MICHNA :Comment le flagelle-t-on ? Il attache les deux mains de la personne flagellée de ce côté et de cet autre côté d’un poteau, et l’assistant de la congrégation saisit ses vêtements pour les retirer. S’ils se déchiraient au cours du processus, ils se déchiraient, et s’ils se défaisaient, ils se défaisaient, et il continue jusqu’à découvrir sa poitrine. Et la pierre sur laquelle l’assistant se tient pendant la flagellation est située derrière la personne flagellée. L’assistant de la congrégation se tient dessus avec une lanière à la main. C’est une lanière de veau, et elle est doublée, une en deux, et deux en quatre, et deux lanières d’âne montent et descendent le long de la lanière doublée de veau. La longueur de son manche est d’un empan, et la largeur des lanières est d’un empan, et la lanière doit être assez longue pour que son extrémité atteigne le haut de son abdomen, c’est-à-dire son nombril, lorsqu’il est flagellé par derrière.
וּמַכֶּה אוֹתוֹ שְׁלִישׁ מִלְּפָנָיו וּשְׁתֵּי יָדוֹת מִלְּאַחֲרָיו. וְאֵינוֹ מַכֶּה אוֹתוֹ לֹא עוֹמֵד וְלֹא יוֹשֵׁב, אֶלָּא מוּטֶּה, שֶׁנֶּאֱמַר ״וְהִפִּילוֹ הַשֹּׁפֵט״,
Et l’assistant le fouette avec un tiers des coups par devant, sur sa poitrine, et deux tiers par derrière, sur son dos. Et il ne le fouette pas lorsque celui qui reçoit les coups est debout, ni lorsqu’il est assis ; plutôt, il le fouette lorsqu’il est courbé, comme il est dit : « Et le juge le fera s’allonger, et le frappera » (Torah 25:2), ce qui indique que celui qui reçoit les coups doit être dans une position qui se rapproche de la position couchée.

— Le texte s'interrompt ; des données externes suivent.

//! Recursive-descent parser for chasm source.
//!
//! The source is lexed up front (fatal on the first lex error), then parsed
//! with single-token lookahead. Parsing is also fatal on the first error.
//!
//! ```text
//! module      := ( '$' pragma | 'method' method | 'object' object )* EOF
//! pragma      := IDENT ( '=' (STRING | INT | FLOAT | IDENT) )? ';'
//! method      := IDENT '<' ( type (',' type)* )? '>' ( 'void' | type ) '{' statement* '}'
//! object      := IDENT '{' ( '$' pragma | type (',' type)* )* '}'
//! type        := '*'* IDENT
//! ```
//!
//! Statement rules live in `stmt_parser.rs`.

use bumpalo::Bump;
use bumpalo::collections::Vec as BVec;
use chasm_core::{ParseError, ParseErrorKind, Span};

use crate::ast::nodes::*;
use crate::lexer::{Lexer, Token, TokenKind};

/// Parser state over a fully lexed token buffer.
pub struct Parser<'ast> {
    tokens: Vec<Token<'ast>>,
    pos: usize,
    /// Returned by `peek` once the buffer is exhausted.
    eof: Token<'ast>,
    pub(crate) arena: &'ast Bump,
}

impl<'ast> Parser<'ast> {
    /// Parse a complete source file into a module allocated in `arena`.
    #[cfg_attr(feature = "profiling", profiling::function)]
    pub fn parse(source: &str, arena: &'ast Bump) -> Result<Module<'ast>, ParseError> {
        let mut parser = Self::new(source, arena)?;
        parser.parse_module()
    }

    fn new(source: &str, arena: &'ast Bump) -> Result<Self, ParseError> {
        let mut tokens = Vec::new();
        for token in Lexer::new(source, arena) {
            tokens.push(token?);
        }
        let eof = match tokens.last() {
            Some(last) if last.is(TokenKind::Eof) => *last,
            _ => Token::new(TokenKind::Eof, "", Span::point(1, 1)),
        };
        Ok(Self {
            tokens,
            pos: 0,
            eof,
            arena,
        })
    }

    // =========================================
    // Token helpers
    // =========================================

    pub(crate) fn peek(&self) -> &Token<'ast> {
        self.tokens.get(self.pos).unwrap_or(&self.eof)
    }

    pub(crate) fn check(&self, kind: TokenKind) -> bool {
        self.peek().kind == kind
    }

    pub(crate) fn is_eof(&self) -> bool {
        self.check(TokenKind::Eof)
    }

    pub(crate) fn advance(&mut self) -> Token<'ast> {
        let token = *self.peek();
        if self.pos < self.tokens.len() {
            self.pos += 1;
        }
        token
    }

    /// Consume the current token if it has the given kind.
    pub(crate) fn eat(&mut self, kind: TokenKind) -> Option<Token<'ast>> {
        if self.check(kind) {
            Some(self.advance())
        } else {
            None
        }
    }

    /// Consume a token of the given kind or fail.
    pub(crate) fn expect(&mut self, kind: TokenKind) -> Result<Token<'ast>, ParseError> {
        if self.check(kind) {
            return Ok(self.advance());
        }
        let token = *self.peek();
        if token.is(TokenKind::Eof) {
            return Err(ParseError::new(
                ParseErrorKind::UnexpectedEof,
                token.span,
                format!("expected {}", kind.description()),
            ));
        }
        Err(ParseError::expected_token(
            token.span,
            kind.description(),
            &describe(&token),
        ))
    }

    pub(crate) fn expect_ident(&mut self) -> Result<Ident<'ast>, ParseError> {
        match self.eat(TokenKind::Identifier) {
            Some(token) => Ok(Ident::new(token.lexeme, token.span)),
            None => {
                let token = *self.peek();
                if token.is(TokenKind::Eof) {
                    return Err(ParseError::unexpected_eof(token.span));
                }
                Err(ParseError::expected_identifier(token.span, &describe(&token)))
            }
        }
    }

    /// Consume a closing brace, reporting `None` if the current token is not one.
    ///
    /// Hitting end of file while looking for it is an error.
    pub(crate) fn eat_closing_brace(&mut self) -> Result<Option<Token<'ast>>, ParseError> {
        if self.is_eof() {
            return Err(ParseError::new(
                ParseErrorKind::UnexpectedEof,
                self.peek().span,
                "expected '}'",
            ));
        }
        Ok(self.eat(TokenKind::RightBrace))
    }

    // =========================================
    // Declarations
    // =========================================

    fn parse_module(&mut self) -> Result<Module<'ast>, ParseError> {
        let mut items = BVec::new_in(self.arena);

        while !self.is_eof() {
            let token = *self.peek();
            let item = match token.kind {
                TokenKind::Dollar => {
                    self.advance();
                    Item::Pragma(self.parse_pragma(token.span)?)
                }
                TokenKind::Method => {
                    self.advance();
                    let method = self.parse_method(token.span)?;
                    Item::Method(self.arena.alloc(method))
                }
                TokenKind::Object => {
                    self.advance();
                    let object = self.parse_object(token.span)?;
                    Item::Object(self.arena.alloc(object))
                }
                _ => {
                    return Err(ParseError::new(
                        ParseErrorKind::ExpectedDeclaration,
                        token.span,
                        format!("expected pragma, method, or object, found {}", describe(&token)),
                    ));
                }
            };
            items.push(item);
        }

        Ok(Module {
            items: items.into_bump_slice(),
        })
    }

    /// Parse a pragma after its `$`.
    pub(crate) fn parse_pragma(&mut self, start: Span) -> Result<Pragma<'ast>, ParseError> {
        let key = self.expect_ident()?;
        let arg = if self.eat(TokenKind::Equal).is_some() {
            Some(self.parse_literal()?)
        } else {
            None
        };
        let end = self.expect(TokenKind::Semicolon)?;
        Ok(Pragma {
            key,
            arg,
            span: start.merge(end.span),
        })
    }

    /// Parse a method after the `method` keyword.
    fn parse_method(&mut self, start: Span) -> Result<Method<'ast>, ParseError> {
        let name = self.expect_ident()?;

        self.expect(TokenKind::Less)?;
        let mut params = BVec::new_in(self.arena);
        if !self.check(TokenKind::Greater) {
            params.push(self.parse_type()?);
            while self.eat(TokenKind::Comma).is_some() {
                params.push(self.parse_type()?);
            }
        }
        self.expect(TokenKind::Greater)?;

        let return_type = if self.eat(TokenKind::Void).is_some() {
            None
        } else {
            Some(self.parse_type()?)
        };

        self.expect(TokenKind::LeftBrace)?;
        let mut body = BVec::new_in(self.arena);
        let end = loop {
            if let Some(end) = self.eat_closing_brace()? {
                break end;
            }
            body.push(self.parse_statement()?);
        };

        Ok(Method {
            name,
            params: params.into_bump_slice(),
            return_type,
            body: body.into_bump_slice(),
            span: start.merge(end.span),
        })
    }

    /// Parse an object after the `object` keyword.
    fn parse_object(&mut self, start: Span) -> Result<Object<'ast>, ParseError> {
        let name = self.expect_ident()?;
        self.expect(TokenKind::LeftBrace)?;

        let mut fields = BVec::new_in(self.arena);
        let mut pragmas = BVec::new_in(self.arena);
        let end = loop {
            if let Some(end) = self.eat_closing_brace()? {
                break end;
            }
            if let Some(dollar) = self.eat(TokenKind::Dollar) {
                pragmas.push(self.parse_pragma(dollar.span)?);
                continue;
            }
            fields.push(self.parse_type()?);
            while self.eat(TokenKind::Comma).is_some() {
                fields.push(self.parse_type()?);
            }
        };

        Ok(Object {
            name,
            fields: fields.into_bump_slice(),
            pragmas: pragmas.into_bump_slice(),
            span: start.merge(end.span),
        })
    }

    /// Parse a type reference: `'*'* IDENT`.
    pub(crate) fn parse_type(&mut self) -> Result<TypeRef<'ast>, ParseError> {
        let start = self.peek().span;
        let mut depth = 0u32;
        while self.eat(TokenKind::Star).is_some() {
            depth += 1;
        }
        if !self.check(TokenKind::Identifier) {
            let token = *self.peek();
            return Err(ParseError::expected_type(token.span, &describe(&token)));
        }
        let name = self.expect_ident()?;
        Ok(TypeRef {
            name,
            depth,
            span: start.merge(name.span),
        })
    }

    /// Parse a pragma or instruction argument.
    pub(crate) fn parse_literal(&mut self) -> Result<Literal<'ast>, ParseError> {
        let token = *self.peek();
        let kind = match token.kind {
            TokenKind::IntLiteral => LiteralKind::Int(parse_int(&token)?),
            TokenKind::BitsLiteral => LiteralKind::Bits(parse_bits(&token)?),
            TokenKind::FloatLiteral => LiteralKind::Float(parse_float(&token)?),
            TokenKind::StringLiteral => LiteralKind::String(token.lexeme),
            TokenKind::Identifier => LiteralKind::Ident(token.lexeme),
            TokenKind::Eof => return Err(ParseError::unexpected_eof(token.span)),
            _ => {
                return Err(ParseError::expected_token(
                    token.span,
                    "literal or identifier",
                    &describe(&token),
                ));
            }
        };
        self.advance();
        Ok(Literal {
            kind,
            span: token.span,
        })
    }
}

/// Describe a token for "found ..." messages.
pub(crate) fn describe(token: &Token<'_>) -> String {
    match token.kind {
        TokenKind::Identifier | TokenKind::IntLiteral | TokenKind::BitsLiteral | TokenKind::FloatLiteral => {
            format!("{} '{}'", token.kind.description(), token.lexeme)
        }
        kind => kind.description().to_string(),
    }
}

fn invalid_literal(token: &Token<'_>, detail: &str) -> ParseError {
    ParseError::new(
        ParseErrorKind::InvalidLiteral,
        token.span,
        format!("{} '{}': {detail}", token.kind.description(), token.lexeme),
    )
}

fn parse_int(token: &Token<'_>) -> Result<i128, ParseError> {
    token
        .lexeme
        .parse::<i128>()
        .map_err(|e| invalid_literal(token, &e.to_string()))
}

fn parse_bits(token: &Token<'_>) -> Result<i128, ParseError> {
    let (negative, text) = match token.lexeme.strip_prefix('-') {
        Some(rest) => (true, rest),
        None => (false, token.lexeme),
    };
    let (radix, digits) = match text.get(..2) {
        Some("0x" | "0X") => (16, &text[2..]),
        Some("0b" | "0B") => (2, &text[2..]),
        _ => return Err(invalid_literal(token, "missing radix prefix")),
    };
    let value = i128::from_str_radix(digits, radix).map_err(|e| invalid_literal(token, &e.to_string()))?;
    Ok(if negative { -value } else { value })
}

fn parse_float(token: &Token<'_>) -> Result<f64, ParseError> {
    let value = token
        .lexeme
        .parse::<f64>()
        .map_err(|e| invalid_literal(token, &e.to_string()))?;
    if value.is_finite() {
        Ok(value)
    } else {
        Err(invalid_literal(token, "value is not finite"))
    }
}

וְהַמַּכֶּה מַכֶּה בְּיָדוֹ אַחַת בְּכׇל כֹּחוֹ, וְהַקּוֹרֵא קוֹרֵא: ״אִם לֹא תִשְׁמֹר לַעֲשׂוֹת וְגוֹ׳״, ״וְהִפְלָא ה׳ אֶת מַכֹּתְךָ וְאֵת מַכּוֹת וְגוֹ׳״ וְחוֹזֵר לִתְחִלַּת הַמִּקְרָא: ״וּשְׁמַרְתֶּם אֶת דִּבְרֵי הַבְּרִית הַזֹּאת וְגוֹ׳״ וְחוֹתֵם: ״וְהוּא רַחוּם יְכַפֵּר עָוֹן״, וְגוֹ׳, וְחוֹזֵר לִתְחִלַּת הַמִּקְרָא.
Et le préposé qui flagelle celui qui reçoit les coups le frappe [makeh] d’une main de toute sa force, et le héraut du tribunal récite les versets : « Si tu n’observes pas pour accomplir toutes les paroles de cette Torah qui sont écrites dans ce livre, afin de craindre ce nom glorieux et redoutable, le Seigneur ton Dieu. Et le Seigneur rendra extraordinaires tes plaies [makkotekha] et les plaies de ta descendance, de grandes plaies durables, et des maladies graves et durables » (Deutéronome 28:58–59). Et alors il revient au début du verset. Il récite aussi : « Et vous observerez les paroles de cette alliance, et vous les accomplirez, afin que vous réussissiez dans tout ce que vous ferez » (Deutéronome 29:8), et conclut avec le verset : « Et Lui est miséricordieux et expiera la transgression, et ne détruira pas ; et bien des fois Il détourne Sa colère, et n’éveille pas toute Sa fureur » (Psaumes 78:38), et alors revient au début du verset qui commence : « Si tu n’observes pas pour accomplir ».
וְאִם מֵת תַּחַת יָדוֹ – פָּטוּר. הוֹסִיף לוֹ עוֹד רְצוּעָה אַחַת וּמֵת – הֲרֵי זֶה גּוֹלֶה עַל יָדוֹ. נִתְקַלְקֵל, בֵּין בְּרֵיעִי בֵּין בְּמַיִם – פָּטוּר, רַבִּי יְהוּדָה אוֹמֵר: הָאִישׁ – בְּרֵיעִי, וְהָאִשָּׁה – בְּמַיִם.
Si celui qui est fouetté meurt de la main du préposé, ce dernier est exempt, car il a agi sur directive du tribunal. Si le préposé lui a ajouté un coup supplémentaire avec une lanière et qu’il est mort, le préposé est exilé dans une ville de refuge à cause de cela, comme homicide involontaire. Si celui qui est fouetté se souille, involontairement, à cause de la peur ou de la douleur, que ce soit avec des excréments ou avec de l’urine, il est exempt de coups supplémentaires. Rabbi Yehuda dit que le seuil de honte pour les hommes et les femmes est différent : L’homme est exempté s’il se souille avec des excréments, et la femme est exemptée même avec de l’urine.